Research paper by Abdul-Razak AR Abubakari, Martyn C MC Jones, William W Lauder, Alison A Kirk, Devasenan D Devendra, John J Anderson

Indexed on: 07 Dec '11Published on: 07 Dec '11Published in: International Journal of Nursing Studies


The Revised Illness Perception Questionnaire (IPQ-R) has been used extensively to measure illness perceptions of several patient populations. However, the instrument was developed using participants of mainly European-origin. The reliability and validity of the IPQ-R may therefore need to be established before use among populations of different ethnic and cultural origins.This study investigated the factor structure and internal consistency reliability of the IPQ-R in African-origin patients with type 2 diabetes.In this cross-sectional study, 221 adults of African descent with type 2 diabetes completed the IPQ-R. Participants were recruited from patients attending diabetes and retinal screening clinics in the London boroughs of Brent and Hackney.
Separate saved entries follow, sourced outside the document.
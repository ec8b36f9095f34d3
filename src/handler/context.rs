//! Request context for handlers.
//!
//! Provides the reply helpers for inbound requests:
//! - `respond_get` - answer a get request
//! - `respond_set` - answer a set request
//! - `respond_time` - answer a time request
//! - `respond_echo` - answer an echo request
//!
//! Replies reuse the request's handle so the peer's correlator accepts
//! them. Handlers that need to start their own exchanges use
//! [`RequestContext::messenger`].
//!
//! # Example
//!
//! ```
//! use b2b_link::codec::{ParamRequest, SetStatus};
//! use b2b_link::error::Result;
//! use b2b_link::handler::RequestContext;
//!
//! async fn read_only(req: ParamRequest, ctx: RequestContext) -> Result<()> {
//!     ctx.respond_set(SetStatus::ReadOnly, req.reading_type, &[]).await
//! }
//! ```

use crate::codec::{GetStatus, SetStatus, TimeSet};
use crate::error::{B2bError, Result};
use crate::message::Messenger;
use crate::protocol::{MessageType, PacketHeader, B2B_HDLC_ADDR};

/// Context passed to request handlers.
///
/// `RequestContext` is `Clone` and can be moved into spawned tasks. A
/// context without a messenger (see [`RequestContext::new`]) accepts every
/// reply and sends nothing.
#[derive(Clone)]
pub struct RequestContext {
    /// HDLC address the frame arrived on.
    address: u8,
    /// Header of the request, `None` for non-B2B frames.
    header: Option<PacketHeader>,
    messenger: Option<Messenger>,
}

impl RequestContext {
    /// Create a context for a B2B request (for testing without a link).
    pub fn new(header: PacketHeader) -> Self {
        Self {
            address: B2B_HDLC_ADDR,
            header: Some(header),
            messenger: None,
        }
    }

    /// Create a context for a B2B request that replies through `messenger`.
    pub fn with_messenger(header: PacketHeader, messenger: Messenger) -> Self {
        Self {
            address: B2B_HDLC_ADDR,
            header: Some(header),
            messenger: Some(messenger),
        }
    }

    /// Create a context for a frame received on a non-B2B address.
    pub fn non_b2b(address: u8, messenger: Option<Messenger>) -> Self {
        Self {
            address,
            header: None,
            messenger,
        }
    }

    /// HDLC address the frame arrived on.
    #[inline]
    pub fn address(&self) -> u8 {
        self.address
    }

    /// Header of the request.
    #[inline]
    pub fn header(&self) -> Option<&PacketHeader> {
        self.header.as_ref()
    }

    /// Handle of the request.
    #[inline]
    pub fn handle(&self) -> Option<u16> {
        self.header.map(|h| h.handle)
    }

    /// Message type of the request, if known.
    #[inline]
    pub fn message_type(&self) -> Option<MessageType> {
        self.header.and_then(|h| h.kind())
    }

    /// Messenger for sending new messages to the peer.
    pub fn messenger(&self) -> Option<&Messenger> {
        self.messenger.as_ref()
    }

    /// Answer a get request.
    pub async fn respond_get(&self, status: GetStatus, reading_type: u16, value: &[u8]) -> Result<()> {
        let Some((messenger, handle)) = self.reply_target()? else {
            return Ok(());
        };
        messenger
            .send_get_resp(status, handle, reading_type, value)
            .await
    }

    /// Answer a set request with the value that was accepted.
    pub async fn respond_set(&self, status: SetStatus, reading_type: u16, value: &[u8]) -> Result<()> {
        let Some((messenger, handle)) = self.reply_target()? else {
            return Ok(());
        };
        messenger
            .send_set_resp(status, handle, reading_type, value)
            .await
    }

    /// Answer a time request.
    pub async fn respond_time(&self, time: &TimeSet) -> Result<()> {
        let Some((messenger, handle)) = self.reply_target()? else {
            return Ok(());
        };
        messenger.send_time_resp(handle, time).await
    }

    /// Answer an echo request.
    pub async fn respond_echo(&self) -> Result<()> {
        let Some((messenger, handle)) = self.reply_target()? else {
            return Ok(());
        };
        messenger.send_echo_resp(handle).await
    }

    /// Messenger and handle to reply with; `None` in testing mode.
    fn reply_target(&self) -> Result<Option<(&Messenger, u16)>> {
        let handle = self.handle().ok_or_else(|| {
            B2bError::Protocol(format!(
                "Frame on address {} is not a B2B request",
                self.address
            ))
        })?;

        Ok(self.messenger.as_ref().map(|m| (m, handle)))
    }
}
Confirmatory Factor Analysis based on the covariance matrix was used to determine factorial validity for the Timeline-acute/chronic, Consequences, Personal control, Treatment control, Illness coherence, Timeline-cyclical, Emotional representation and three causal subscales of the IPQ-R. Composite internal consistency reliability for individual subscales was determined using Cronbach's alpha coefficients.After eliminating three items and re-specifying six error covariances associated with large standardised residuals and low factor loadings, the hypothesised model adequately explained the covariance of African and Caribbean patients' responses to items of the IPQ-R. Also, composite reliability coefficients of all measured subscales were acceptable and inter-correlations between subscales were in line with those reported from other population groups.The findings in this study suggest that although the IPQ-R may be valid and reliable across cultures, investigators may need to modify (e.g. by rewording) some of its items taking into account any linguistic origins of their populations of study. Further evaluation of the IPQ-R (including the identity subscale) in larger samples of African-origin populations is also recommended.